Tuesday, October 03, 2006

A wedding invitation!



In just a few months, I'll be in Spain celebrating the marriage of two men whom I love dearly.

Sunday, October 01, 2006

On why voting matters, again.

Some are so disappointed and angry about politics today that they confuse the media images of poltics with what politics is really about: it is about power, and about finding ways to make alliances so that your goals and interests are accomplished by those in power. If we set aside the use of force as a way to gain political power in the U.S. today (that is a discussion for another day), we need to focus on making our political institutions work the way they are supposed to, and making them work for all of us. The fact that the mainstream press is not talking about this struggle does not mean that it does not exist, but it creates the impression that "nobody cares/nobody is doing anything."

History is important. Today the Spanish newspaper EL PAIS has a report on the 75th anniversary of women's suffrage (el sufragio femenino) in Spain, which is being celebrated this weekend with a huge "macrofestival" at the Universidad Complutense de Madrid.. In 1931, under the laws of the new Republic,women could be elected, but not vote. In the debate on women's suffrage, Victoria Kent argues that women's voting rights should be delayed until women came out from under the influence of the Catholic Church. Men argued that women were too emotional, irrational, etc. Clara Campoamor's speech is reprinted by EL PAIS, and it is worth reading. "la única manera de madurarse para el ejercicio de la libertad y de hacerla accesible a todos es caminar dentro de ella." She pointed out how active women had always been in social struggles in Spain, how much effort they had put into achieving literacy, how strong their hopes were for change--and how, if the Republic failed them--they might place their hopes in either conservative forces or the communist party (note the strategy). These kinds of legal and social changes were met with the use of force to usurp state power in Spain in the Civil War, and while women in Spain did obtain the right to vote, Clara Campoamor died in exile, and it was not until after Franco's death that laws were changed granting women adult status with regards to travel, money, and family. Women's suffrage is one part of a larger struggle for women's rights.

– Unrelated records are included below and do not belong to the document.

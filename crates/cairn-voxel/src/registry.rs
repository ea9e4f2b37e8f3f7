//! Block type registry: maps compact [`VoxelTypeId`] values to [`VoxelTypeDef`]
//! metadata and owns one shared default [`BlockRef`] per type.
//!
//! Air is always ID 0. Handing out the registry's shared default instance is
//! what lets a freshly generated chunk alias a single allocation across all
//! of its cells.

use std::collections::HashMap;

use serde::{Deserialize, Serialize};
use thiserror::Error;

use crate::block::{Block, BlockRef};
use crate::color::Color;

// ---------------------------------------------------------------------------
// Types
// ---------------------------------------------------------------------------

/// Compact identifier of a voxel type (2 bytes).
#[derive(Clone, Copy, Debug, PartialEq, Eq, Hash, PartialOrd, Ord, Serialize, Deserialize)]
pub struct VoxelTypeId(pub u16);

impl VoxelTypeId {
    /// The empty block.
    pub const AIR: VoxelTypeId = VoxelTypeId(0);
}

/// Transparency mode for a voxel type.
#[derive(Clone, Copy, Debug, PartialEq, Eq, Serialize, Deserialize)]
pub enum Transparency {
    /// Fully blocks light and visibility.
    Opaque,
    /// Partially transparent (e.g. water, stained glass).
    SemiTransparent,
    /// Completely transparent (e.g. air).
    FullyTransparent,
}

/// Descriptor for a voxel type.
#[derive(Clone, Debug, PartialEq, Serialize, Deserialize)]
pub struct VoxelTypeDef {
    /// Human-readable name (e.g. "stone", "grass", "water").
    pub name: String,
    /// Whether entities collide with this voxel.
    pub solid: bool,
    /// Transparency mode.
    pub transparency: Transparency,
    /// Tint of the shared default instance.
    pub default_color: Color,
}

/// Errors that can occur during block type registration.
#[derive(Debug, Error)]
pub enum RegistryError {
    /// A type with the same name has already been registered.
    #[error("duplicate voxel type name: {0}")]
    DuplicateName(String),
    /// Every `u16` ID has been assigned.
    #[error("block registry is full (max 65536 types)")]
    RegistryFull,
}

// ---------------------------------------------------------------------------
// Registry
// ---------------------------------------------------------------------------

/// Maps [`VoxelTypeId`] → [`VoxelTypeDef`] with O(1) lookup by index and by
/// name, plus a shared default block per type.
pub struct BlockRegistry {
    /// Dense array where `index == VoxelTypeId.0`.
    types: Vec<VoxelTypeDef>,
    /// Shared default instance for each type, same indexing as `types`.
    defaults: Vec<BlockRef>,
    /// Reverse lookup: name → ID.
    name_to_id: HashMap<String, VoxelTypeId>,
}

impl BlockRegistry {
    /// Creates a new registry with Air pre-registered as ID 0.
    pub fn new() -> Self {
        let air = VoxelTypeDef {
            name: "air".to_string(),
            solid: false,
            transparency: Transparency::FullyTransparent,
            default_color: Color::BLACK,
        };

        let mut name_to_id = HashMap::new();
        name_to_id.insert(air.name.clone(), VoxelTypeId::AIR);

        Self {
            defaults: vec![BlockRef::new(Block::new(VoxelTypeId::AIR, air.default_color))],
            types: vec![air],
            name_to_id,
        }
    }

    /// Registers a new block type and returns its assigned ID.
    ///
    /// IDs are assigned sequentially starting from 1 (0 is Air).
    ///
    /// # Errors
    ///
    /// Returns [`RegistryError::DuplicateName`] if a type with the same name
    /// already exists, or [`RegistryError::RegistryFull`] if all 65 536 IDs
    /// are consumed.
    pub fn register(&mut self, def: VoxelTypeDef) -> Result<VoxelTypeId, RegistryError> {
        if self.name_to_id.contains_key(&def.name) {
            return Err(RegistryError::DuplicateName(def.name));
        }
        let id = u16::try_from(self.types.len())
            .map(VoxelTypeId)
            .map_err(|_| RegistryError::RegistryFull)?;

        tracing::debug!(name = %def.name, id = id.0, "registered block type");
        self.name_to_id.insert(def.name.clone(), id);
        self.defaults.push(BlockRef::new(Block::new(id, def.default_color)));
        self.types.push(def);
        Ok(id)
    }

    /// Returns the definition for a given ID, or `None` if unregistered.
    pub fn get(&self, id: VoxelTypeId) -> Option<&VoxelTypeDef> {
        self.types.get(id.0 as usize)
    }

    /// Returns a handle to the shared default instance of `id`.
    ///
    /// Every call for the same ID aliases one allocation.
    pub fn shared_block(&self, id: VoxelTypeId) -> Option<BlockRef> {
        self.defaults.get(id.0 as usize).cloned()
    }

    /// Shared default air block.
    pub fn air(&self) -> BlockRef {
        self.defaults[0].clone()
    }

    /// Returns the ID for a named block type, or `None` if not found.
    pub fn lookup_by_name(&self, name: &str) -> Option<VoxelTypeId> {
        self.name_to_id.get(name).copied()
    }

    /// Total number of registered types (including Air).
    pub fn len(&self) -> usize {
        self.types.len()
    }

    /// Returns `true` if only Air is registered.
    pub fn is_empty(&self) -> bool {
        self.types.len() <= 1
    }

    /// Returns `true` if the given type is transparent (fully or semi).
    ///
    /// Unknown IDs are treated like air.
    pub fn is_transparent(&self, id: VoxelTypeId) -> bool {
        match self.get(id) {
            Some(def) => def.transparency != Transparency::Opaque,
            None => true,
        }
    }
}

impl Default for BlockRegistry {
    fn default() -> Self {
        Self::new()
    }
}

// ---------------------------------------------------------------------------
// Tests
// ---------------------------------------------------------------------------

"Equal suffrage" " This article led me to look for information on the history of suffrage in the U.S. to share with my friends from Spain. I found this excellent site, a collaboration between the New York Times and The City University of New York. It details in English and in Spanish the history of citizenship and voting rights in the United States. It puts the struggle for women's suffrage in the larger context of how true universal suffrage--equal rights in voting not just under the Constitution, but through the elimination of Jim Crow laws and obstacles to voting for all U.S citizens regardless of race or national origien, did not become a legal reality in this country with the passage of the Voting Rights Act of 1965.

Some would like to believe that the story stops there, but we know that there still exist efforts to prevent everyone from voting and that electoral fraud (real and perceived) played a role in the 200o and 2004 presidential elections.

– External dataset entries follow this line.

//! Configuration structs with sensible defaults and RON persistence.

use std::path::{Path, PathBuf};

use serde::{Deserialize, Serialize};

use crate::error::ConfigError;

const APP_NAME: &str = "cairn";
const CONFIG_FILE: &str = "config.ron";

/// Top-level configuration.
#[derive(Debug, Clone, Default, Serialize, Deserialize, PartialEq)]
#[serde(default)]
pub struct Config {
    /// World persistence settings.
    pub storage: StorageConfig,
    /// Light and color scaling.
    pub lighting: LightingConfig,
    /// Debug/development settings.
    pub debug: DebugConfig,
}

/// World persistence configuration.
#[derive(Debug, Clone, Serialize, Deserialize, PartialEq)]
#[serde(default)]
pub struct StorageConfig {
    /// World directory. `None` uses the platform data directory.
    pub world_dir: Option<PathBuf>,
    /// Compress chunk files with LZ4.
    pub compress: bool,
    /// Minimum encoded size (bytes) before compression is applied.
    pub compression_threshold: usize,
}

/// Lighting configuration.
#[derive(Debug, Clone, Serialize, Deserialize, PartialEq)]
#[serde(default)]
pub struct LightingConfig {
    /// Channel value treated as full brightness when converting block
    /// colors to floats. Must be non-zero.
    pub max_brightness: u8,
}

/// Debug/development configuration.
#[derive(Debug, Clone, Serialize, Deserialize, PartialEq)]
#[serde(default)]
pub struct DebugConfig {
    /// Log level override (e.g., "debug", "info", "warn").
    pub log_level: String,
    /// Write JSON log files alongside console output.
    pub file_logging: bool,
}

// --- Default implementations ---

impl Default for StorageConfig {
    fn default() -> Self {
        Self {
            world_dir: None,
            compress: true,
            compression_threshold: 256,
        }
    }
}

impl Default for LightingConfig {
    fn default() -> Self {
        Self {
            max_brightness: u8::MAX,
        }
    }
}

impl Default for DebugConfig {
    fn default() -> Self {
        Self {
            log_level: "info".to_string(),
            file_logging: cfg!(debug_assertions),
        }
    }
}

// --- Directories ---

/// Platform configuration directory (`<config>/cairn`).
pub fn default_config_dir() -> Result<PathBuf, ConfigError> {
    dirs::config_dir()
        .map(|base| base.join(APP_NAME))
        .ok_or(ConfigError::NoDefaultDir("config"))
}

impl StorageConfig {
    /// The configured world directory, or `<data>/cairn/world`.
    pub fn resolve_world_dir(&self) -> Result<PathBuf, ConfigError> {
        match &self.world_dir {
            Some(dir) => Ok(dir.clone()),
            None => dirs::data_dir()
                .map(|base| base.join(APP_NAME).join("world"))
                .ok_or(ConfigError::NoDefaultDir("world data")),
        }
    }
}

// --- Load / Save / Reload ---

impl Config {
    /// Load config from the given directory, or create a default config file.
    pub fn load_or_create(config_dir: &Path) -> Result<Self, ConfigError> {
        let config_path = config_dir.join(CONFIG_FILE);

        if config_path.exists() {
            let contents = std::fs::read_to_string(&config_path).map_err(ConfigError::ReadError)?;
            let config: Config = ron::from_str(&contents).map_err(ConfigError::ParseError)?;
            config.validate()?;
            log::info!("Loaded config from {}", config_path.display());
            Ok(config)
        } else {
            let config = Config::default();
            config.save(config_dir)?;
            log::info!("Created default config at {}", config_path.display());
            Ok(config)
        }
    }

    /// Save config to the given directory as `config.ron`.
    pub fn save(&self, config_dir: &Path) -> Result<(), ConfigError> {
        std::fs::create_dir_all(config_dir).map_err(ConfigError::WriteError)?;

        let config_path = config_dir.join(CONFIG_FILE);
        let pretty = ron::ser::PrettyConfig::new()
            .depth_limit(3)
            .separate_tuple_members(true)
            .enumerate_arrays(false);

        let serialized =
            ron::ser::to_string_pretty(self, pretty).map_err(ConfigError::SerializeError)?;

        std::fs::write(&config_path, serialized).map_err(ConfigError::WriteError)?;
        Ok(())
    }

    /// Hot-reload: returns `Some(new_config)` if the file changed, `None` otherwise.
    pub fn reload(&self, config_dir: &Path) -> Result<Option<Self>, ConfigError> {
        let config_path = config_dir.join(CONFIG_FILE);
        let contents = std::fs::read_to_string(&config_path).map_err(ConfigError::ReadError)?;
        let new_config: Config = ron::from_str(&contents).map_err(ConfigError::ParseError)?;
        new_config.validate()?;

        if &new_config != self {
            log::info!("Config reloaded with changes");
            Ok(Some(new_config))
        } else {
            Ok(None)
        }
    }

    /// Rejects values that would make later conversions fail.
    pub fn validate(&self) -> Result<(), ConfigError> {
        if self.lighting.max_brightness == 0 {
            return Err(ConfigError::invalid(
                "lighting.max_brightness",
                "must be greater than zero",
            ));
        }
        Ok(())
    }
}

One element of struggle around voting rights has to do with the disenfranchisement of those convicted of felonies. Sociologist Christopher Uggen is one of many who writes about the impact on elections that is a consequence of laws disenfranchising those with felony convictions. He and his collaborators marshall empirical evidence to illuminate the issues of racism and struggles over voting rights, nationally and here in Minnesota.

Local election update:
Here are MarkRitchie's detailed statements on what he believes needs to be done to protect fair elections and to increase voter participation in Minnesota. Here is the web page of Keith Ellison, a candidate for Congress who won the DFL primary because he has been able to motivate voters that the national Democratic strategists have written off. Amy Klobuchar may be the first woman elected Senator from MN. ever.